Lyrisch en intuïtief: inderdaad, daarmee is niets ten nadele van Marsman gezegd; alles hangt er van af, wat hij met zijn lyriek en intuïtie deed en doet. Uit de drie delen verzameld werk blijkt, dat Marsman altijd lyrisch en intuïtief was en gebleven is; maar in het jeugdwerk (met name het proza en de critieken, want voor de poëzie geldt dit voorbehoud natuurlijk niet) vertrouwde hij vaak op een speciaal jargon, dat lyrische en intuïtieve gemeenschap met de becritiseerde slechts voortoverde, terwijl de critiek per slot van rekening neerkwam op een systeem van overdrijving door dichterlijke bezetenheid, met forse scheuten treffende opmerkingen er tussen door: terwijl hij er pas na verloop van jaren in slaagde zich van dat decreterende taaleigen te ontdoen en zijn lyrische intuïtie van woordgezwellen te zuiveren. Men vergelijke maar eens het Vrije Bladen-manifest van 1925 (in dit verzameld werk herdrukt, en vol van de daverende dingen dier dagen), waarin Van Eyck ‘plotseling zichzelf overvleugelt’, Buning ‘bijna lijfelijk door een scherende vlam getroffen’, Bloem ‘uit een dof en lethargisch sluimeren gewekt’, en Roland Holst ‘in een duister inferno gestort’ werd, met het essay over Herman Gorter in 1937! Dan ziet men, hoe, terwijl lyriek en intuïtie maatstaf bleven, de werktuigen van de critische Marsman werden verfijnd!

En is deze ontwikkeling eigenlijk ook niet te constateren in zijn poëzie? Heeft ook daar niet de visionnaire grootspraak

[p. 617]

plaats gemaakt voor een minstens even lyrische en intuïtieve, maar veel minder overmoedige toon? Het z.g. vitalisme van Marsman, waarover veel te doen is geweest en waarvan hij zelf niet geheel ten onrechte geschreven heeft, dat ‘le vitalisme c'était moi’, was een jeugdverschijnsel vol rhetoriek van die jeugd, een slechts voorlopige verdediging tegen de angst voor vergankelijkheid en dood, die het wezenlijkste motief is van het latere werk.
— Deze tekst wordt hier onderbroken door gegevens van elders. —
use chrono::NaiveDate;
use rust_decimal::Decimal;
use serde::{Deserialize, Serialize};
use smartsales_core::{AppError, AppResult};
use smartsales_domain::{Brand, Category, Product, ProductDiscount, ProductDraft};
use ts_rs::TS;

use super::common::{date, money, timestamp};

const DEFAULT_WARRANTY_MONTHS: i32 = 12;

/// Incoming payload for brand and category writes.
#[derive(Debug, Deserialize, TS)]
#[ts(
    export,
    export_to = "../../../packages/api-types/src/generated/named-resource-request.ts"
)]
pub struct NamedResourceRequest {
    pub nombre: String,
}

/// API representation of a brand.
#[derive(Debug, Serialize, TS)]
#[ts(
    export,
    export_to = "../../../packages/api-types/src/generated/brand-response.ts"
)]
pub struct BrandResponse {
    pub id: i64,
    pub nombre: String,
}

/// API representation of a category.
#[derive(Debug, Serialize, TS)]
#[ts(
    export,
    export_to = "../../../packages/api-types/src/generated/category-response.ts"
)]
pub struct CategoryResponse {
    pub id: i64,
    pub nombre: String,
}

/// Incoming payload for product create and update.
#[derive(Debug, Deserialize, TS)]
#[ts(
    export,
    export_to = "../../../packages/api-types/src/generated/product-request.ts"
)]
pub struct ProductRequest {
    pub nombre: String,
    #[serde(default)]
    pub descripcion: String,
    #[ts(type = "string")]
    pub precio: Decimal,
    pub stock: i32,
    pub garantia: Option<i32>,
    pub marca: Option<i64>,
    pub categoria: Option<i64>,
    pub imagen: Option<String>,
    pub estado: Option<bool>,
}

/// Incoming payload for the product discount window; all fields empty clears it.
#[derive(Debug, Deserialize, TS)]
#[ts(
    export,
    export_to = "../../../packages/api-types/src/generated/product-discount-request.ts"
)]
pub struct ProductDiscountRequest {
    #[ts(type = "string | null")]
    pub descuento: Option<Decimal>,
    #[ts(type = "string | null")]
    pub fecha_inicio_descuento: Option<NaiveDate>,
    #[ts(type = "string | null")]
    pub fecha_fin_descuento: Option<NaiveDate>,
}

/// API representation of a product.
#[derive(Debug, Serialize, TS)]
#[ts(
    export,
    export_to = "../../../packages/api-types/src/generated/product-response.ts"
)]
pub struct ProductResponse {
    pub id: i64,
    pub nombre: String,
    pub descripcion: String,
    pub precio: String,
    pub precio_con_descuento: String,
    pub stock: i32,
    pub marca: Option<i64>,
    pub marca_nombre: Option<String>,
    pub categoria: Option<i64>,
    pub categoria_nombre: Option<String>,
    pub imagen: Option<String>,
    pub estado: bool,
    pub garantia: i32,
    pub fecha_creacion: String,
    pub descuento: Option<String>,
    pub fecha_inicio_descuento: Option<String>,
    pub fecha_fin_descuento: Option<String>,
}

impl ProductRequest {
    pub fn into_draft(self) -> AppResult<ProductDraft> {
        ProductDraft::new(
            self.nombre,
            self.descripcion,
            self.precio,
            self.stock,
            self.garantia.unwrap_or(DEFAULT_WARRANTY_MONTHS),
            self.marca,
            self.categoria,
            self.imagen,
            self.estado.unwrap_or(true),
        )
    }
}

impl ProductDiscountRequest {
    pub fn into_discount(self) -> AppResult<Option<ProductDiscount>> {
        match (
            self.descuento,
            self.fecha_inicio_descuento,
            self.fecha_fin_descuento,
        ) {
            (None, None, None) => Ok(None),
            (Some(percentage), Some(starts_on), Some(ends_on)) => Ok(Some(ProductDiscount {
                percentage,
                starts_on,
                ends_on,
            })),
            _ => Err(AppError::Validation(
                "el descuento requiere porcentaje, fecha de inicio y fecha de fin".to_owned(),
            )),
        }
    }
}

impl From<Brand> for BrandResponse {
    fn from(brand: Brand) -> Self {
        Self {
            id: brand.id,
            nombre: brand.name,
        }
    }
}

impl From<Category> for CategoryResponse {
    fn from(category: Category) -> Self {
        Self {
            id: category.id,
            nombre: category.name,
        }
    }
}

impl ProductResponse {
    /// Builds the payload with the price in force on `today`.
    pub fn from_product(product: Product, today: NaiveDate) -> Self {
        let precio_con_descuento = money(product.effective_price(today));
        Self {
            id: product.id,
            nombre: product.name,
            descripcion: product.description,
            precio: money(product.price),
            precio_con_descuento,
            stock: product.stock,
            marca: product.brand.as_ref().map(|brand| brand.id),
            marca_nombre: product.brand.map(|brand| brand.name),
            categoria: product.category.as_ref().map(|category| category.id),
            categoria_nombre: product.category.map(|category| category.name),
            imagen: product.image_url,
            estado: product.active,
            garantia: product.warranty_months,
            fecha_creacion: timestamp(product.created_at),
            descuento: product.discount.map(|discount| money(discount.percentage)),
            fecha_inicio_descuento: product.discount.map(|discount| date(discount.starts_on)),
            fecha_fin_descuento: product.discount.map(|discount| date(discount.ends_on)),
        }
    }
}

#[cfg(test)]
mod tests {
    use chrono::NaiveDate;
    use rust_decimal::Decimal;
    use smartsales_core::AppError;

    use super::ProductDiscountRequest;

    #[test]
    fn discount_window_must_be_complete_or_empty() {
        let empty = ProductDiscountRequest {
            descuento: None,
            fecha_inicio_descuento: None,
            fecha_fin_descuento: None,
        };
        let partial = ProductDiscountRequest {
            descuento: Some(Decimal::from(10)),
            fecha_inicio_descuento: NaiveDate::from_ymd_opt(2025, 1, 1),
            fecha_fin_descuento: None,
        };

        assert!(matches!(empty.into_discount(), Ok(None)));
        assert!(matches!(
            partial.into_discount(),
            Err(AppError::Validation(_))
        ));
    }
}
Marsman blijkt er zich van bewust te zijn, dat hij over dit thema vroeger te rhetorisch schreef, zodat hij het eigenlijk telkens ontliep; ‘ik ben gaan inzien, dat ik mij in mijn gedichten zoo vaak met den dood heb beziggehouden omdat ik in werkelijkheid niet aan hem wilde denken’, schrijft hij reeds in 1932 met veel zelfkennis. Maar het probleem van de vernedering door pijn, van de gedachte ‘er eenmaal niet meer te zijn’ blijft hem vervolgen; hij reageert er steeds weer op, en het belet hem aan de zelfgenoegzaamheid en de virtuositeit van zoveel Nederlandse ‘letterkundigen’ te gronde te gaan. Aan die wil tot eerlijkheid en afrekening in de schaduw van het ‘Laatste Oordeel’ dankt dit ‘altaarstuk’ van het verzameld werk, met als middenstuk de poëzie en als zijluiken het proza en de critiek, voor alles zijn hoog niveau.